Giordano and Shah (2014b, p. 37)
Since the 1970s, world leaders have been sounding the alarm about the “world water crisis” while simultaneously arguing that integrated water resources management (IWRM) is the key to its resolution. The United Nations, for example, has promoted “multi-purpose approaches . . . characterised as ‘integrated water resource development and management’” (Woodhouse & Muller, 2017, p. 230). In the World Water Assessment Program’s report, it is stated that
The answer to all of . . . [these challenges] . . . lies in an holistic, ecosystem based approach, known as integrated water resources management (IWRM) . . . . But there is no panacea for implementing IWRM; it must be tailored to prevailing conditions and flexible enough to permit this (World Water Assessment Program, 2006, p. 526).

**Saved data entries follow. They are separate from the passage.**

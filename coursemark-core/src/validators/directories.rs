//! Near-miss top-level directory names (`lenses/` for `Lenses/`).

use crate::models::CONTENT_DIRECTORIES;
use crate::snapshot::FileSnapshot;
use crate::wikilinks::suggestion_threshold;
use coursemark_types::ContentError;
use std::collections::BTreeSet;

/// One warning per unknown top-level directory that is close to a content
/// directory. Unrelated directories (assets, scripts) are left alone.
pub fn validate_directories(files: &FileSnapshot) -> Vec<ContentError> {
    let mut seen = BTreeSet::new();
    let mut errors = Vec::new();

    for path in files.paths() {
        let Some((dir, _)) = path.split_once('/') else {
            continue;
        };
        if !seen.insert(dir) || CONTENT_DIRECTORIES.iter().any(|(known, _)| *known == dir) {
            continue;
        }
        if let Some(known) = closest_directory(dir) {
            errors.push(
                ContentError::warning(
                    path,
                    format!("Directory '{}/' is not a content directory", dir),
                )
                .with_suggestion(format!("Did you mean '{}/'?", known)),
            );
        }
    }
    errors
}

fn closest_directory(dir: &str) -> Option<&'static str> {
    let lower = dir.to_lowercase();
    CONTENT_DIRECTORIES
        .iter()
        .map(|(known, _)| (strsim::levenshtein(&lower, &known.to_lowercase()), *known))
        .filter(|(distance, known)| *distance <= suggestion_threshold(known))
        .min()
        .map(|(_, known)| known)
}
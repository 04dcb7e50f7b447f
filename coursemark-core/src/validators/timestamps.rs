//! Pairing of video transcripts with their timestamp sidecars.

use crate::models::{sidecar_path_for, transcript_path_for, DocumentKind};
use crate::snapshot::FileSnapshot;
use crate::tiers::TierMap;
use coursemark_types::ContentError;

/// Every transcript needs a sidecar (error); every sidecar needs a
/// transcript (warning). Ignored transcripts are not checked.
pub fn validate_timestamp_pairs(files: &FileSnapshot, tiers: &TierMap) -> Vec<ContentError> {
    let mut errors = Vec::new();
    for path in files.paths() {
        match DocumentKind::from_path(path) {
            Some(DocumentKind::VideoTranscript) => {
                if tiers.is_ignored(path) {
                    continue;
                }
                let sidecar = sidecar_path_for(path);
                if !files.contains(&sidecar) {
                    errors.push(
                        ContentError::error(path, "Video transcript has no timestamps file")
                            .with_suggestion(format!("Add {}", sidecar)),
                    );
                }
            }
            Some(DocumentKind::TimestampSidecar) => {
                let transcript = transcript_path_for(path);
                if !files.contains(&transcript) {
                    errors.push(
                        ContentError::warning(path, "Timestamps file has no matching transcript")
                            .with_suggestion(format!("Add {} or delete this file", transcript)),
                    );
                }
            }
            _ => {}
        }
    }
    errors
}
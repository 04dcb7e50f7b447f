use assert_cmd::Command;
use predicates::prelude::*;
use serde_json::Value;
use std::fs;
use std::path::Path;
use tempfile::tempdir;

fn write(root: &Path, rel: &str, content: &str) -> Result<(), Box<dyn std::error::Error>> {
    let path = root.join(rel);
    if let Some(parent) = path.parent() {
        fs::create_dir_all(parent)?;
    }
    fs::write(path, content)?;
    Ok(())
}

fn healthy_content(root: &Path) -> Result<(), Box<dyn std::error::Error>> {
    write(
        root,
        "modules/intro.md",
        "---\nslug: intro\ntitle: Introduction\n---\n# Page: Welcome\n## Text\ncontent:: Hello and welcome.\n",
    )?;
    write(
        root,
        "courses/default.md",
        "---\nslug: default\ntitle: Default\n---\n# Module: [[../modules/intro]]\n",
    )?;
    Ok(())
}

#[test]
fn verify_passes_on_healthy_content() -> Result<(), Box<dyn std::error::Error>> {
    let dir = tempdir()?;
    healthy_content(&dir.path().join("content"))?;
    write(dir.path(), "coursemark.yml", "content_dir: content\n")?;

    #[allow(deprecated)]
    Command::cargo_bin("coursemark")?
        .current_dir(dir.path())
        .arg("verify")
        .assert()
        .success()
        .stdout(predicate::str::contains("1 modules, 1 courses, 0 errors"));
    Ok(())
}

#[test]
fn verify_fails_and_reports_location() -> Result<(), Box<dyn std::error::Error>> {
    let dir = tempdir()?;
    write(
        dir.path(),
        "modules/intro.md",
        "---\nslug: intro\ntitle: Introduction\n---\n# Uncategorized:\n## Lens:\nsource:: [[../Lenses/missing]]\n",
    )?;

    #[allow(deprecated)]
    Command::cargo_bin("coursemark")?
        .arg("--content")
        .arg(dir.path())
        .arg("verify")
        .assert()
        .failure()
        .stdout(predicate::str::contains(
            "modules/intro.md:7: error: Referenced lens not found: Lenses/missing",
        ));
    Ok(())
}

#[test]
fn verify_json_counts() -> Result<(), Box<dyn std::error::Error>> {
    let dir = tempdir()?;
    healthy_content(dir.path())?;
    write(dir.path(), "video_transcripts/orphan.timestamps.json", "[]")?;

    #[allow(deprecated)]
    let assert = Command::cargo_bin("coursemark")?
        .arg("--content")
        .arg(dir.path())
        .args(["verify", "--json"])
        .assert()
        .success();

    let stdout = String::from_utf8(assert.get_output().stdout.clone())?;
    let value: Value = serde_json::from_str(&stdout)?;
    assert_eq!(value["errors"], 0);
    assert_eq!(value["warnings"], 1);
    assert_eq!(value["production"], 1);
    assert_eq!(
        value["diagnostics"][0]["file"],
        "video_transcripts/orphan.timestamps.json"
    );
    Ok(())
}

#[test]
fn verify_fail_on_warnings() -> Result<(), Box<dyn std::error::Error>> {
    let dir = tempdir()?;
    healthy_content(&dir.path().join("content"))?;
    write(
        &dir.path().join("content"),
        "video_transcripts/orphan.timestamps.json",
        "[]",
    )?;
    write(
        dir.path(),
        "coursemark.yml",
        "content_dir: content\nfail_on_warnings: true\n",
    )?;

    #[allow(deprecated)]
    Command::cargo_bin("coursemark")?
        .current_dir(dir.path())
        .arg("verify")
        .assert()
        .failure();
    Ok(())
}

#[test]
fn build_writes_result_json() -> Result<(), Box<dyn std::error::Error>> {
    let dir = tempdir()?;
    healthy_content(&dir.path().join("content"))?;
    write(
        dir.path(),
        "coursemark.yml",
        "content_dir: content\noutput: build/content.json\n",
    )?;

    #[allow(deprecated)]
    Command::cargo_bin("coursemark")?
        .current_dir(dir.path())
        .args(["build", "--pretty"])
        .assert()
        .success();

    let json = fs::read_to_string(dir.path().join("build/content.json"))?;
    let value: Value = serde_json::from_str(&json)?;
    assert!(value["generatedAt"].is_string());
    assert_eq!(value["modules"][0]["slug"], "intro");
    assert_eq!(value["modules"][0]["sections"][0]["type"], "page");
    assert_eq!(value["courses"][0]["progression"][0]["slug"], "intro");
    assert_eq!(value["errors"].as_array().map(Vec::len), Some(0));
    Ok(())
}

#[test]
fn urls_lists_sources() -> Result<(), Box<dyn std::error::Error>> {
    let dir = tempdir()?;
    write(
        dir.path(),
        "articles/a.md",
        "---\ntitle: A\nsource_url: https://example.com/a\n---\nBody.\n",
    )?;

    #[allow(deprecated)]
    Command::cargo_bin("coursemark")?
        .arg("--content")
        .arg(dir.path())
        .arg("urls")
        .assert()
        .success()
        .stdout(predicate::str::contains(
            "https://example.com/a\tarticles/a.md:3\tarticle source",
        ));
    Ok(())
}

#[test]
fn missing_config_is_an_error() -> Result<(), Box<dyn std::error::Error>> {
    let dir = tempdir()?;

    #[allow(deprecated)]
    Command::cargo_bin("coursemark")?
        .current_dir(dir.path())
        .arg("verify")
        .assert()
        .failure()
        .stderr(predicate::str::contains("--content"));
    Ok(())
}
//! Slug normalization for module and course identifiers.

use unicode_segmentation::UnicodeSegmentation;

/// Convert a string to a URL-safe slug
///
/// Lowercases, maps whitespace and underscores to hyphens, drops punctuation,
/// collapses hyphen runs and trims hyphens from both ends. Alphabetic
/// graphemes outside ASCII are kept.
///
/// # Examples
///
/// ```
/// use coursemark_core::slugify;
///
/// assert_eq!(slugify("Intro to AI Safety"), "intro-to-ai-safety");
/// assert_eq!(slugify("week_02: Risks!"), "week-02-risks");
/// ```
pub fn slugify(input: &str) -> String {
    let lowercased = input.to_lowercase();
    let mut slug = String::with_capacity(lowercased.len());

    for grapheme in lowercased.graphemes(true) {
        let Some(c) = grapheme.chars().next() else {
            continue;
        };
        let piece = if c.is_whitespace() || c == '_' || c == '-' {
            "-"
        } else if c.is_ascii_alphanumeric() || c.is_alphabetic() {
            grapheme
        } else {
            continue;
        };

        if piece == "-" && (slug.is_empty() || slug.ends_with('-')) {
            continue;
        }
        slug.push_str(piece);
    }

    slug.trim_end_matches('-').to_string()
}

/// Suggest a corrected slug when `slug` is not already URL-safe
pub fn suggest_slug(slug: &str) -> Option<String> {
    let normalized = slugify(slug);
    (normalized != slug && !normalized.is_empty()).then_some(normalized)
}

At the Johannesburg World Summit on Sustainable Development, states committed to incorporating IWRM into national plans no later than 2005. In 2015, this commitment was enshrined in Sustainable Development Goal (SDG) 6 (clean water and sanitation for all), target 6.5.1: “By 2030, implement integrated water resources management at all levels, including through transboundary cooperation as appropriate.”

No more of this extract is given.